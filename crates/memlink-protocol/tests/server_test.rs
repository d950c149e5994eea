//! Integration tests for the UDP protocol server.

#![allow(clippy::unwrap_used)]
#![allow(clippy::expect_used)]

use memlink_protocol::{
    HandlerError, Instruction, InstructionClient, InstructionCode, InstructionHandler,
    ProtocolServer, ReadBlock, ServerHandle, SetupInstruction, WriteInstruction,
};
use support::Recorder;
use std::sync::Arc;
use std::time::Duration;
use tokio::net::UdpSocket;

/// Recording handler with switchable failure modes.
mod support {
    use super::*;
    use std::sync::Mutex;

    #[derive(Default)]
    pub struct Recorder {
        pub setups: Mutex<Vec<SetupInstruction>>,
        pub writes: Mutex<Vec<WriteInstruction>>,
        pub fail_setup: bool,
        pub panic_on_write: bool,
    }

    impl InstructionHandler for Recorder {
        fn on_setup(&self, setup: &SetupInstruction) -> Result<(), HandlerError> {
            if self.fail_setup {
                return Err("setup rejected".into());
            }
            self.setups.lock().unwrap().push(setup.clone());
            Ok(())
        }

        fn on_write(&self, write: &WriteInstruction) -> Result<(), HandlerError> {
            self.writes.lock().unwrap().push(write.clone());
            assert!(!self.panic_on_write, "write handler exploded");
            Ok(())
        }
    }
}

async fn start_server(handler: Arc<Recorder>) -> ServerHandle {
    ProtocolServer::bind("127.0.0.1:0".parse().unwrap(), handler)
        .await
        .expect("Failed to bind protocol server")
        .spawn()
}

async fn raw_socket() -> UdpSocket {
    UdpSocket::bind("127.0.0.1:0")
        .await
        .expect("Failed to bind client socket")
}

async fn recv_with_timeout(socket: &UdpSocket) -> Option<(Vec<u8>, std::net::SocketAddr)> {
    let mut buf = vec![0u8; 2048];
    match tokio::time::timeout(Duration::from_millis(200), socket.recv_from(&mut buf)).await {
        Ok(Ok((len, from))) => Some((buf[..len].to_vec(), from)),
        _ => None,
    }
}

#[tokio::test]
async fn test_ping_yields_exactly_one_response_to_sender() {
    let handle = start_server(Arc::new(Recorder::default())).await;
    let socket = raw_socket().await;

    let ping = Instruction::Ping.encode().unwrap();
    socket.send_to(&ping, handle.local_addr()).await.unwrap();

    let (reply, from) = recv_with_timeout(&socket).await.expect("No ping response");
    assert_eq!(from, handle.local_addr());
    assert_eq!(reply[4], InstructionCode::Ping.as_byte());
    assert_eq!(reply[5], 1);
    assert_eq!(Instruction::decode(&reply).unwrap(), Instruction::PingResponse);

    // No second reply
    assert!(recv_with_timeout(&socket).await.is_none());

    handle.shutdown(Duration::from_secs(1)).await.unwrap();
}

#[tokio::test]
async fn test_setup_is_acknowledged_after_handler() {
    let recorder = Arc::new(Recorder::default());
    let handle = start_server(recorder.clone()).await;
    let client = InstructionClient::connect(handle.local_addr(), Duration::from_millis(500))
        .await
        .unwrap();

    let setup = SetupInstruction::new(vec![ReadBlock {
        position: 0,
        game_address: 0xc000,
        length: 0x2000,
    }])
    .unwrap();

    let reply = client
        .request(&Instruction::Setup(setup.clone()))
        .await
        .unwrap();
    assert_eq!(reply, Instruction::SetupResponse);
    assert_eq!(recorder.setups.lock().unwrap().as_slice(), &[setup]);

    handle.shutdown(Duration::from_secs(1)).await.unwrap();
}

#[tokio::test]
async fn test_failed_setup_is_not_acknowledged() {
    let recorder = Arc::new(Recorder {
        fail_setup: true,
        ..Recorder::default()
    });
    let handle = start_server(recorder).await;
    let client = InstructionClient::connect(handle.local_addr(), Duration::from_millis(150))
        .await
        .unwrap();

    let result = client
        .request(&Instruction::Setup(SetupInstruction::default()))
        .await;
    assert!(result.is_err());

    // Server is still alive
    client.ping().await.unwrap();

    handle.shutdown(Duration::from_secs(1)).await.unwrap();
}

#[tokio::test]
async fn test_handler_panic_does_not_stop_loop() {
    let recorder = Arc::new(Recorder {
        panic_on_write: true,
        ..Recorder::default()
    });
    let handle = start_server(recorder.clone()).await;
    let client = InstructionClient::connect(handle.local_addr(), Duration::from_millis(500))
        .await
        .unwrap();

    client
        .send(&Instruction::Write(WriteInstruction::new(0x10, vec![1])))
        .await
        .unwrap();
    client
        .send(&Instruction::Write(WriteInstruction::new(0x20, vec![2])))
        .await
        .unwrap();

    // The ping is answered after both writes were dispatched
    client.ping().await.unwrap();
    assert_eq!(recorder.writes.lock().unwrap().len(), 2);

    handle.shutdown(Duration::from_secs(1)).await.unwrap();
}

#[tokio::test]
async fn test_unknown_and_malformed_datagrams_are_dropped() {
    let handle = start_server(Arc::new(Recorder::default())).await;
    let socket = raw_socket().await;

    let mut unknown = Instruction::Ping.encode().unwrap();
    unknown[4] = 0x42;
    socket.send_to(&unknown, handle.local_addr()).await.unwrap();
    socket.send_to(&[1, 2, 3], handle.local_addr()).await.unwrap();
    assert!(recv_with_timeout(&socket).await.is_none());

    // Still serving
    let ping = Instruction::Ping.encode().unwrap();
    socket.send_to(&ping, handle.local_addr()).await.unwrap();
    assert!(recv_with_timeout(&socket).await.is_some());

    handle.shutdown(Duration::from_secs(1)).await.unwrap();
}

## Task brief:
Your response should consist of the full listing, repeated exactly.

## Solution to the problem:
filename crates/memlink-protocol/tests/server_test.rs
repository d950c149e5994eea
//! Integration tests for the UDP protocol server.

#![allow(clippy::unwrap_used)]
#![allow(clippy::expect_used)]

use memlink_protocol::{
    HandlerError, Instruction, InstructionClient, InstructionCode, InstructionHandler,
    ProtocolServer, ReadBlock, ServerHandle, SetupInstruction, WriteInstruction,
};
use support::Recorder;
use std::sync::Arc;
use std::time::Duration;
use tokio::net::UdpSocket;

/// Recording handler with switchable failure modes.
mod support {
    use super::*;
    use std::sync::Mutex;

    #[derive(Default)]
    pub struct Recorder {
        pub setups: Mutex<Vec<SetupInstruction>>,
        pub writes: Mutex<Vec<WriteInstruction>>,
        pub fail_setup: bool,
        pub panic_on_write: bool,
    }

    impl InstructionHandler for Recorder {
        fn on_setup(&self, setup: &SetupInstruction) -> Result<(), HandlerError> {
            if self.fail_setup {
                return Err("setup rejected".into());
            }
            self.setups.lock().unwrap().push(setup.clone());
            Ok(())
        }

        fn on_write(&self, write: &WriteInstruction) -> Result<(), HandlerError> {
            self.writes.lock().unwrap().push(write.clone());
            assert!(!self.panic_on_write, "write handler exploded");
            Ok(())
        }
    }
}

async fn start_server(handler: Arc<Recorder>) -> ServerHandle {
    ProtocolServer::bind("127.0.0.1:0".parse().unwrap(), handler)
        .await
        .expect("Failed to bind protocol server")
        .spawn()
}

async fn raw_socket() -> UdpSocket {
    UdpSocket::bind("127.0.0.1:0")
        .await
        .expect("Failed to bind client socket")
}

async fn recv_with_timeout(socket: &UdpSocket) -> Option<(Vec<u8>, std::net::SocketAddr)> {
    let mut buf = vec![0u8; 2048];
    match tokio::time::timeout(Duration::from_millis(200), socket.recv_from(&mut buf)).await {
        Ok(Ok((len, from))) => Some((buf[..len].to_vec(), from)),
        _ => None,
    }
}

#[tokio::test]
async fn test_ping_yields_exactly_one_response_to_sender() {
    let handle = start_server(Arc::new(Recorder::default())).await;
    let socket = raw_socket().await;

    let ping = Instruction::Ping.encode().unwrap();
    socket.send_to(&ping, handle.local_addr()).await.unwrap();

    let (reply, from) = recv_with_timeout(&socket).await.expect("No ping response");
    assert_eq!(from, handle.local_addr());
    assert_eq!(reply[4], InstructionCode::Ping.as_byte());
    assert_eq!(reply[5], 1);
    assert_eq!(Instruction::decode(&reply).unwrap(), Instruction::PingResponse);

    // No second reply
    assert!(recv_with_timeout(&socket).await.is_none());

    handle.shutdown(Duration::from_secs(1)).await.unwrap();
}

#[tokio::test]
async fn test_setup_is_acknowledged_after_handler() {
    let recorder = Arc::new(Recorder::default());
    let handle = start_server(recorder.clone()).await;
    let client = InstructionClient::connect(handle.local_addr(), Duration::from_millis(500))
        .await
        .unwrap();

    let setup = SetupInstruction::new(vec![ReadBlock {
        position: 0,
        game_address: 0xc000,
        length: 0x2000,
    }])
    .unwrap();

    let reply = client
        .request(&Instruction::Setup(setup.clone()))
        .await
        .unwrap();
    assert_eq!(reply, Instruction::SetupResponse);
    assert_eq!(recorder.setups.lock().unwrap().as_slice(), &[setup]);

    handle.shutdown(Duration::from_secs(1)).await.unwrap();
}

#[tokio::test]
async fn test_failed_setup_is_not_acknowledged() {
    let recorder = Arc::new(Recorder {
        fail_setup: true,
        ..Recorder::default()
    });
    let handle = start_server(recorder).await;
    let client = InstructionClient::connect(handle.local_addr(), Duration::from_millis(150))
        .await
        .unwrap();

    let result = client
        .request(&Instruction::Setup(SetupInstruction::default()))
        .await;
    assert!(result.is_err());

    // Server is still alive
    client.ping().await.unwrap();

    handle.shutdown(Duration::from_secs(1)).await.unwrap();
}

#[tokio::test]
async fn test_handler_panic_does_not_stop_loop() {
    let recorder = Arc::new(Recorder {
        panic_on_write: true,
        ..Recorder::default()
    });
    let handle = start_server(recorder.clone()).await;
    let client = InstructionClient::connect(handle.local_addr(), Duration::from_millis(500))
        .await
        .unwrap();

    client
        .send(&Instruction::Write(WriteInstruction::new(0x10, vec![1])))
        .await
        .unwrap();
    client
        .send(&Instruction::Write(WriteInstruction::new(0x20, vec![2])))
        .await
        .unwrap();

    // The ping is answered after both writes were dispatched
    client.ping().await.unwrap();
    assert_eq!(recorder.writes.lock().unwrap().len(), 2);

    handle.shutdown(Duration::from_secs(1)).await.unwrap();
}

#[tokio::test]
async fn test_unknown_and_malformed_datagrams_are_dropped() {
    let handle = start_server(Arc::new(Recorder::default())).await;
    let socket = raw_socket().await;

    let mut unknown = Instruction::Ping.encode().unwrap();
    unknown[4] = 0x42;
    socket.send_to(&unknown, handle.local_addr()).await.unwrap();
    socket.send_to(&[1, 2, 3], handle.local_addr()).await.unwrap();
    assert!(recv_with_timeout(&socket).await.is_none());

    // Still serving
    let ping = Instruction::Ping.encode().unwrap();
    socket.send_to(&ping, handle.local_addr()).await.unwrap();
    assert!(recv_with_timeout(&socket).await.is_some());

    handle.shutdown(Duration::from_secs(1)).await.unwrap();
}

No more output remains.